Thursday 17 March 2016, 12:04 PM

Sam Barratt
Financial Journalist , Freelance

  • Budget 2016 Lg

It was a bit of a mixed bag when Chancellor George Osborne announced the details of his eighth Budget.

While there were a few sweeteners with the new Lifetime ISA and the capital gains tax cut, he hit our pockets with the sugar tax and a further increase in insurance premium tax.

These are the key points and what they mean to you.

  • Higher income tax allowances
  • The amount you can earn before you pay income tax is increasing in April 2017 to £11,500 (£11,000 in 2016/17) with the higher rate tax threshold increasing from £43,000 in 2016/17 to £45,000 in April 2017.

    If you're a basic rate taxpayer this increase will put an extra £100 in your pocket.

  • New sharing economy tax allowances
  • The Chancellor also announced two new tax-free allowances of £1,000 from April 2017 - one for selling goods or providing services and the other for income from property you own. This will be good news if you earn less than this amount renting out a room in your house through a website such as Airbnb, selling goods on Etsy and eBay or providing services such as a lift or a loan of your power tools.

    If you make money in this way, each of the allowances could cut your tax bill by up to £200 a year.

  • Capital gains tax cut
  • Make a profit on anything you sell from April 2016 and you could benefit from a lower capital gains tax. The rates, currently standing at 18% and 28% for basic and higher rate tax payers, will be slashed to 10% and 20% respectively.

    There is however an important exception - residential property. It doesn't apply on your main home but if you're a buy-to-let landlord or you have a holiday home, you'll still be hit with the old, higher, rates when you sell these properties.

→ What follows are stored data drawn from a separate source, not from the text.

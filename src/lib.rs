//! Test Keyring - deterministic signing identities for tests
//!
//! This crate provides fixed keypairs for the test identities `alice`,
//! `bob`, `charlie`, `dave` and `eve` on an ethereum (secp256k1) and a
//! substrate (sr25519) chain. Keys are derived from the identity names, so
//! every run of every test process sees the same keys.

pub mod crypto;
pub mod identity;
pub mod keyring;

pub use crypto::Keypair;
pub use identity::{ChainType, TestIdentity};
pub use keyring::{insecure_keypair_from_address, KeypairRef, TestKeyRing, TEST_KEY_RING};

use thiserror::Error;

/// Main error type for key ring operations
#[derive(Error, Debug, Clone, PartialEq, Eq)]
pub enum KeyringError {
    #[error("unrecognized chain type: {0}")]
    UnrecognizedChainType(String),

    #[error("invalid test key selection: {0}")]
    UnknownIdentity(String),

    #[error("failed to derive {chain} key for {identity}: {source}")]
    Derivation {
        identity: TestIdentity,
        chain: ChainType,
        #[source]
        source: crypto::CryptoError,
    },
}

pub type Result<T> = std::result::Result<T, KeyringError>;

#[cfg(test)]
mod tests {
    use super::*;

    #[test]
    fn test_derivation_error_message() {
        let err = KeyringError::Derivation {
            identity: TestIdentity::Dave,
            chain: ChainType::Ethereum,
            source: crypto::CryptoError::InvalidKey("out of range".into()),
        };

        assert_eq!(
            err.to_string(),
            "failed to derive ethereum key for dave: Invalid key: out of range"
        );
        assert!(std::error::Error::source(&err).is_some());
    }

    #[test]
    fn test_public_surface() {
        let keypair = insecure_keypair_from_address("charlie", "ethereum").unwrap();
        let expected = TEST_KEY_RING.ethereum(TestIdentity::Charlie);

        assert_eq!(keypair.as_keypair().address(), expected.address());
        assert!(keypair.as_keypair().address().starts_with("0x"));
    }
}
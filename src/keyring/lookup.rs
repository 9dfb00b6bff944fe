//! String keyed access to the process wide key ring

use super::TEST_KEY_RING;
use crate::crypto::{secp256k1, sr25519, Keypair};
use crate::identity::ChainType;
use crate::Result;

/// A keypair borrowed from a key ring, tagged with its chain
#[derive(Debug, Clone, Copy)]
pub enum KeypairRef<'a> {
    Ethereum(&'a secp256k1::Keypair),
    Substrate(&'a sr25519::Keypair),
}

impl<'a> KeypairRef<'a> {
    pub fn chain_type(&self) -> ChainType {
        match self {
            KeypairRef::Ethereum(_) => ChainType::Ethereum,
            KeypairRef::Substrate(_) => ChainType::Substrate,
        }
    }

    /// View as the chain agnostic keypair trait
    pub fn as_keypair(&self) -> &'a dyn Keypair {
        match *self {
            KeypairRef::Ethereum(kp) => kp as &'a dyn Keypair,
            KeypairRef::Substrate(kp) => kp,
        }
    }

    pub fn as_ethereum(&self) -> Option<&'a secp256k1::Keypair> {
        match *self {
            KeypairRef::Ethereum(kp) => Some(kp),
            KeypairRef::Substrate(_) => None,
        }
    }

    pub fn as_substrate(&self) -> Option<&'a sr25519::Keypair> {
        match *self {
            KeypairRef::Substrate(kp) => Some(kp),
            KeypairRef::Ethereum(_) => None,
        }
    }
}

/// Resolve a test keypair from an identity name and a chain type.
///
/// Used to turn fixture names like `"alice"` into signing identities.
/// Never use these keys outside of tests: their secrets are public.
pub fn insecure_keypair_from_address(
    name: &str,
    chain_type: &str,
) -> Result<KeypairRef<'static>> {
    TEST_KEY_RING.lookup(name, chain_type)
}
//! # Host Core (The Host)
//!
//! The conversational side of Improv Battle. This crate interfaces with
//! `show_rules`, exposes the closed tool surface the governing language model
//! may call, renders the host persona from session snapshots, and wires one
//! session to an external speech pipeline.
//!
//! ## Core Components
//!
//! - **tools**: the fixed set of operations the agent may invoke - the only
//!   legal mutation path into a game session
//! - **host**: persona instruction rendering and the host binding handed to
//!   the speech pipeline
//! - **telemetry**: per-session usage accumulation, flushed at teardown
//! - **orchestrator**: session startup, metadata pre-seeding, and teardown
//!
//! ## Design Philosophy
//!
//! - **Narrow mutation path**: the agent is an untrusted free-text actor; it
//!   touches game state only through tool calls, each safe to repeat
//! - **Soft failure**: nothing in this crate ends a session on its own
//!   account - failures degrade to an inline message and play continues
//! - **Explicit snapshots**: persona instructions are a pure function of a
//!   session snapshot, rendered at a deliberate, visible point

pub mod host;
pub mod orchestrator;
pub mod telemetry;
pub mod tools;

pub use host::*;
pub use orchestrator::*;
pub use telemetry::*;
pub use tools::*;
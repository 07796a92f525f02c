//! Tool surface - the closed set of operations the conversational agent may
//! invoke.
//!
//! The agent cannot invent operations; it can only select from this catalog.
//! Every operation returns a short acknowledgement string the agent folds
//! into its next utterance, and none of them can fail the session: bad input
//! degrades to a corrective acknowledgement, internal failures to a soft
//! inline error.

use serde::{Deserialize, Serialize};
use tracing::warn;

use show_rules::{GameSession, Phase, ScenarioBank};

/// Sentinel returned by `get_scenario` once every round has been played.
pub const GAME_OVER: &str = "GAME_OVER";

/// Soft inline error returned when no scenario can be drawn.
const SCENARIO_UNAVAILABLE: &str =
    "Error: could not fetch a scenario. Please try again.";

/// A request from the conversational agent.
///
/// Wire shape is adjacently tagged, matching the tool-call protocol:
/// `{"name": "set_player_name", "arguments": {"name": "Ada"}}`.
#[derive(Debug, Clone, PartialEq, Eq, Serialize, Deserialize)]
#[serde(tag = "name", content = "arguments", rename_all = "snake_case")]
pub enum ToolRequest {
    /// Record the player's name and start the game.
    SetPlayerName { name: String },
    /// Draw the next scenario, or learn that the show is over.
    GetScenario,
    /// Save the host's spoken reaction to the round just performed.
    RecordRoundReaction { reaction: String },
}

impl ToolRequest {
    /// Protocol name of the operation.
    pub fn name(&self) -> &'static str {
        match self {
            ToolRequest::SetPlayerName { .. } => "set_player_name",
            ToolRequest::GetScenario => "get_scenario",
            ToolRequest::RecordRoundReaction { .. } => "record_round_reaction",
        }
    }
}

/// Describes one callable operation to the language-model layer.
#[derive(Debug, Clone, Copy, PartialEq, Eq)]
pub struct ToolSpec {
    pub name: &'static str,
    pub description: &'static str,
    pub parameter: Option<ParamSpec>,
}

/// Describes the single string parameter of an operation.
#[derive(Debug, Clone, Copy, PartialEq, Eq)]
pub struct ParamSpec {
    pub name: &'static str,
    pub description: &'static str,
}

/// The complete tool catalog, in announcement order.
pub const TOOL_CATALOG: &[ToolSpec] = &[
    ToolSpec {
        name: "set_player_name",
        description: "Call this when the player tells you their name.",
        parameter: Some(ParamSpec {
            name: "name",
            description: "The name of the player",
        }),
    },
    ToolSpec {
        name: "get_scenario",
        description: "Get the next improv scenario. Signals GAME_OVER when the show is finished.",
        parameter: None,
    },
    ToolSpec {
        name: "record_round_reaction",
        description: "Call this after you have spoken your reaction to the player's performance.",
        parameter: Some(ParamSpec {
            name: "reaction",
            description: "Your feedback on the player's performance",
        }),
    },
];

/// The only legal mutation path into a [`GameSession`].
///
/// Owns the session and the bank; `dispatch` takes `&mut self`, so the
/// one-writer-at-a-time discipline is enforced by the borrow checker rather
/// than by locks.
#[derive(Debug)]
pub struct ToolSurface {
    session: GameSession,
    bank: ScenarioBank,
}

impl ToolSurface {
    /// Bind a session and a bank into a tool surface.
    pub fn new(session: GameSession, bank: ScenarioBank) -> Self {
        Self { session, bank }
    }

    /// Read view of the governed session.
    pub fn session(&self) -> &GameSession {
        &self.session
    }

    /// Execute one tool call and return its acknowledgement.
    pub fn dispatch(&mut self, request: ToolRequest) -> String {
        match request {
            ToolRequest::SetPlayerName { name } => self.set_player_name(&name),
            ToolRequest::GetScenario => self.get_scenario(),
            ToolRequest::RecordRoundReaction { reaction } => {
                self.record_round_reaction(&reaction)
            }
        }
    }

    fn set_player_name(&mut self, name: &str) -> String {
        let name = name.trim();
        if name.is_empty() {
            return "No name heard. Ask the player for their name again.".to_string();
        }

        self.session.start(name);
        format!("Player name set to {name}. Game started! Explain the rules and start round 1.")
    }

    fn get_scenario(&mut self) -> String {
        match self.session.next_scenario(&self.bank) {
            Some(scenario) => format!(
                "Scenario for round {} of {}: {}",
                self.session.current_round, self.session.max_rounds, scenario
            ),
            None if self.session.phase == Phase::Done => GAME_OVER.to_string(),
            None => {
                warn!(session = %self.session.id, "scenario draw failed, bank is empty");
                SCENARIO_UNAVAILABLE.to_string()
            }
        }
    }

    fn record_round_reaction(&mut self, reaction: &str) -> String {
        let reaction = reaction.trim();
        if reaction.is_empty() {
            return "Nothing to record. Deliver your reaction out loud first.".to_string();
        }

        self.session.record_reaction(reaction);
        "Reaction recorded. Move on to the next round.".to_string()
    }
}

#[cfg(test)]
mod tests {
    use super::*;

    fn playing_surface() -> ToolSurface {
        ToolSurface::new(GameSession::with_player("Sam"), ScenarioBank::standard())
    }

    #[test]
    fn test_set_player_name_starts_game() {
        let mut surface = ToolSurface::new(GameSession::new(), ScenarioBank::standard());

        let reply = surface.dispatch(ToolRequest::SetPlayerName {
            name: "Ada".to_string(),
        });

        assert!(reply.contains("Ada"));
        assert!(reply.contains("round 1"));
        assert_eq!(surface.session().phase, Phase::Playing);
        assert_eq!(surface.session().player_name.as_deref(), Some("Ada"));
    }

    #[test]
    fn test_blank_name_does_not_mutate() {
        let mut surface = ToolSurface::new(GameSession::new(), ScenarioBank::standard());

        let reply = surface.dispatch(ToolRequest::SetPlayerName {
            name: "   ".to_string(),
        });

        assert!(reply.contains("again"));
        assert_eq!(surface.session().phase, Phase::Intro);
        assert!(surface.session().player_name.is_none());
    }

    #[test]
    fn test_name_is_trimmed() {
        let mut surface = ToolSurface::new(GameSession::new(), ScenarioBank::standard());
        surface.dispatch(ToolRequest::SetPlayerName {
            name: "  Ada  ".to_string(),
        });
        assert_eq!(surface.session().player_name.as_deref(), Some("Ada"));
    }

    #[test]
    fn test_get_scenario_tags_the_round() {
        let mut surface = playing_surface();
        let reply = surface.dispatch(ToolRequest::GetScenario);
        assert!(reply.starts_with("Scenario for round 1 of 3:"));
    }

    #[test]
    fn test_get_scenario_signals_game_over() {
        let mut surface = playing_surface();
        for _ in 0..3 {
            let reply = surface.dispatch(ToolRequest::GetScenario);
            assert_ne!(reply, GAME_OVER);
            surface.dispatch(ToolRequest::RecordRoundReaction {
                reaction: "loved it".to_string(),
            });
        }

        assert_eq!(surface.dispatch(ToolRequest::GetScenario), GAME_OVER);
        assert!(surface.session().is_done());
    }

    #[test]
    fn test_empty_bank_is_a_soft_error() {
        let mut surface = ToolSurface::new(
            GameSession::with_player("Sam"),
            ScenarioBank::new(Vec::<String>::new()),
        );

        let reply = surface.dispatch(ToolRequest::GetScenario);

        assert!(reply.starts_with("Error:"));
        assert_eq!(surface.session().phase, Phase::Playing);
        assert_eq!(surface.session().current_round, 0);
    }

    #[test]
    fn test_record_reaction_acknowledges_and_appends() {
        let mut surface = playing_surface();
        surface.dispatch(ToolRequest::GetScenario);

        let reply = surface.dispatch(ToolRequest::RecordRoundReaction {
            reaction: "bold choice of accent".to_string(),
        });

        assert!(reply.contains("next round"));
        assert_eq!(surface.session().rounds.len(), 1);
        assert_eq!(surface.session().rounds[0].reaction, "bold choice of accent");
    }

    #[test]
    fn test_record_reaction_without_scenario_is_lenient() {
        let mut surface = playing_surface();

        // Same acknowledgement, no state change: a confused agent repeating
        // itself cannot corrupt the history.
        let reply = surface.dispatch(ToolRequest::RecordRoundReaction {
            reaction: "nice".to_string(),
        });

        assert!(reply.contains("next round"));
        assert!(surface.session().rounds.is_empty());
    }

    #[test]
    fn test_blank_reaction_is_not_recorded() {
        let mut surface = playing_surface();
        surface.dispatch(ToolRequest::GetScenario);

        let reply = surface.dispatch(ToolRequest::RecordRoundReaction {
            reaction: "  ".to_string(),
        });

        assert!(reply.contains("Nothing to record"));
        assert!(surface.session().rounds.is_empty());
        assert!(surface.session().has_pending_scenario());
    }

    #[test]
    fn test_wire_shape() {
        let request: ToolRequest =
            serde_json::from_str(r#"{"name":"set_player_name","arguments":{"name":"Ada"}}"#)
                .unwrap();
        assert_eq!(
            request,
            ToolRequest::SetPlayerName {
                name: "Ada".to_string()
            }
        );

        let request: ToolRequest = serde_json::from_str(r#"{"name":"get_scenario"}"#).unwrap();
        assert_eq!(request, ToolRequest::GetScenario);

        let encoded = serde_json::to_string(&ToolRequest::RecordRoundReaction {
            reaction: "superb".to_string(),
        })
        .unwrap();
        assert!(encoded.contains("\"record_round_reaction\""));
        assert!(encoded.contains("\"superb\""));
    }

    #[test]
    fn test_catalog_matches_wire_names() {
        let wire_names = [
            ToolRequest::SetPlayerName {
                name: String::new(),
            }
            .name(),
            ToolRequest::GetScenario.name(),
            ToolRequest::RecordRoundReaction {
                reaction: String::new(),
            }
            .name(),
        ];

        assert_eq!(TOOL_CATALOG.len(), wire_names.len());
        for (tool, name) in TOOL_CATALOG.iter().zip(wire_names) {
            assert_eq!(tool.name, name);
        }
    }
}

  • ISA allowance increase
  • From April 2017, the ISA allowance will increase form £15,240 to £20,000 a year.  

  • Lifetime ISA
  • Also from April 2017, anyone aged 18 to 40 will be able to save up to £4,000 a year into a new Lifetime ISA until they're 50 and receive a 25% bonus from the government. These savings will be earmarked for retirement income once you reach age 60 or to help you buy your first home.

  • Savings scheme for low-paid workers
  • A new savings scheme, Help to Save, was also unveiled in the Budget. Available for employees on in-work benefits, if they save £50 a month they will receive a bonus of 50% after two years. This could be worth up to £600. Continue for another two years and they'll get a further £600.

    For anyone on in-work benefits and able to save, this could be worth up to £1,200 over four years.

  • Insurance premium tax increase
  • After bumping up the tax we all pay on short-term insurances such as our home, car and medical insurance from 6% to 9.5% last November, Osborne slapped another half a percentage point on, taking it to 10%. This, he said, would be spent on flood defences.

    The good news is the tax doesn't apply to long-term insurances such as income protection or critical illness insurance. But, as this will bump up the cost of other forms of cover, make sure you shop around for a better deal at renewal.

  • New sugar tax  
  • From April 2018, soft drinks companies will pay a levy on drinks with added sugar. This will apply to drinks with more than 5g of sugar per 100ml, but not milk-based or fruit juices. The money raised - £520m a year - will be spent on primary school sport.

    This will probably mean an increase in the price of a can of pop, but perhaps that's a good thing!

  • Fuel duty freeze
  • This will be frozen again this year, making it the sixth year in a row it's not moved and saving the average motorist £75 a year.